A University of Colorado Boulder dancer and performance artist has won a $50,000 USA Fellowship Grant, an award designed to put unrestricted grants “directly into the hands of America’s finest artists.”

Ellsworth, an assistant professor of theatre and dance at CU, says she’s honored, humbled and surprised by the award. Judging by the reviews she’s gotten in recent years, others were not taken off guard.

In early December, United States Artists named 50 new fellows in visual, performing, media and literary arts across the country. The awards have been distributed since 2006, providing $15 million to artists to use as they see fit.

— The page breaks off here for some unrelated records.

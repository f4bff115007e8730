//! JavaScript surface of the engine.
//!
//! A page creates one [`SightlineView`] per canvas and forwards DOM events as
//! plain numbers and strings. Every command returns the resulting actions as
//! a JSON array (see [`crate::engine::actions_json`]); rejected input comes
//! back as an error string suitable for showing next to the form field.

use wasm_bindgen::prelude::*;
use web_sys::HtmlCanvasElement;

use crate::camera::Point;
use crate::engine::{Action, Engine, actions_json};
use crate::input::{Button, WheelDelta};
use crate::validate::InputError;

#[wasm_bindgen]
pub struct SightlineView {
    engine: Engine,
}

fn encode(actions: &[Action]) -> Result<String, JsValue> {
    actions_json(actions).map_err(|e| JsValue::from_str(&e.to_string()))
}

fn answer(result: Result<Vec<Action>, InputError>) -> Result<String, JsValue> {
    result.map_err(|e| JsValue::from_str(&e.to_string())).and_then(|actions| encode(&actions))
}

#[wasm_bindgen]
impl SightlineView {
    #[wasm_bindgen(constructor)]
    pub fn new(canvas: HtmlCanvasElement) -> Self {
        Self { engine: Engine::new(canvas) }
    }

    /// Form fields are passed through as typed.
    pub fn add_observer(&mut self, height: &str, offset: &str, color: &str) -> Result<String, JsValue> {
        answer(self.engine.on_add_observer(height, offset, color))
    }

    pub fn set_planet_radius(&mut self, radius: &str) -> Result<String, JsValue> {
        answer(self.engine.on_set_planet_radius(radius))
    }

    pub fn set_zoom(&mut self, zoom: &str) -> Result<String, JsValue> {
        answer(self.engine.on_set_zoom(zoom))
    }

    pub fn reset_camera(&mut self) -> Result<String, JsValue> {
        encode(&self.engine.reset_camera())
    }

    pub fn set_viewport(&mut self, width_css: f64, height_css: f64, dpr: f64) {
        self.engine.set_viewport(width_css, height_css, dpr);
    }

    /// `button` is `MouseEvent.button`; codes other than 0-2 are ignored.
    pub fn pointer_down(&mut self, x: f64, y: f64, button: i16) -> Result<String, JsValue> {
        match Button::from_dom(button) {
            Some(button) => encode(&self.engine.on_pointer_down(Point::new(x, y), button)),
            None => encode(&[]),
        }
    }

    pub fn pointer_move(&mut self, x: f64, y: f64) -> Result<String, JsValue> {
        encode(&self.engine.on_pointer_move(Point::new(x, y)))
    }

    pub fn pointer_up(&mut self, x: f64, y: f64, button: i16) -> Result<String, JsValue> {
        match Button::from_dom(button) {
            Some(button) => encode(&self.engine.on_pointer_up(Point::new(x, y), button)),
            None => encode(&[]),
        }
    }

    pub fn wheel(&mut self, x: f64, y: f64, dx: f64, dy: f64) -> Result<String, JsValue> {
        encode(&self.engine.on_wheel(Point::new(x, y), WheelDelta { dx, dy }))
    }

    /// Call once per animation frame.
    pub fn render(&self) -> Result<(), JsValue> {
        self.engine.render()
    }

    pub fn describe_all(&self) -> Vec<String> {
        self.engine.describe_all()
    }

    pub fn summaries_json(&self) -> Result<String, JsValue> {
        self.engine.core.summaries_json().map_err(|e| JsValue::from_str(&e.to_string()))
    }

    pub fn planet_label(&self) -> String {
        self.engine.planet_label()
    }

    pub fn zoom_label(&self) -> String {
        self.engine.zoom_label()
    }
}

Ellsworth, who holds a master of fine arts from CU-Boulder and who has taught here since 2000, has been getting rave reviews for her performance art across the nation.

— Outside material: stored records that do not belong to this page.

//! Horizon line-of-sight engine for a circular planet.
//!
//! This crate is compiled to WebAssembly and runs in the browser, and also
//! builds natively for headless use. It owns the whole session: the planet
//! and its km/unit scale, the observers and their cached sightlines, and the
//! pan/zoom camera. The host page wires DOM events and form fields to
//! [`bindings::SightlineView`], shows the returned [`engine::Action`]s, and
//! calls its `render` once per animation frame.
//!
//! ## Module layout
//!
//! | Module | Role |
//! |--------|------|
//! | [`bindings`] | `#[wasm_bindgen]` surface for the JS page |
//! | [`engine`] | Top-level engine and testable [`engine::EngineCore`] session |
//! | [`doc`] | Observer records and the append-only registry |
//! | [`geometry`] | Tangent point, sightline length, and depression angle |
//! | [`planet`] | Planet circle and its represented radius |
//! | [`units`] | Kilometer ↔ simulation-unit conversion |
//! | [`camera`] | Pan/zoom camera and coordinate conversions |
//! | [`input`] | Input event types and the drag state machine |
//! | [`validate`] | Boundary checks for user-entered values |
//! | [`render`] | Scene rendering to a `Canvas2D` context |
//! | [`consts`] | Shared numeric constants (planet scale, zoom limits, colors) |

pub mod bindings;
pub mod camera;
pub mod consts;
pub mod doc;
pub mod engine;
pub mod geometry;
pub mod input;
pub mod planet;
pub mod render;
pub mod units;
pub mod validate;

“​Performance artist Michelle Ellsworth’s onstage persona is a fascinating mix of humility and daring, mockery and gentleness,” writes Westword’s Juliet Wittman. “She comes across as a deferential satirist, a playful deep thinker, someone who expresses serious concerns with effervescent humor, operating sideways and using movement, objects and a highly eccentric take on everyday concerns to make her point.”

“She’s brilliantly neurotic and writes text that is as pungent and funny to hear as it is to see,” wrote Ann Murphy of The Oakland Tribune.

Jennifer Dunning of The New York Times pronounced Ellsworth “smart, cute and profoundly irritating,” adding that her “nutty witticisms popped up continually.”

The Times was reviewing one of Ellsworth’s energetic and eclectic performances called The Institute for Potential Religious Artifacts, Beliefs and Procedures (or TIFPRABAB), the essence of which Ellsworth distilled on the web at .

The Village Voice’s Elizabeth Zimmer added: “Her personality and the clear conceptual through-line of her story are quite winning.”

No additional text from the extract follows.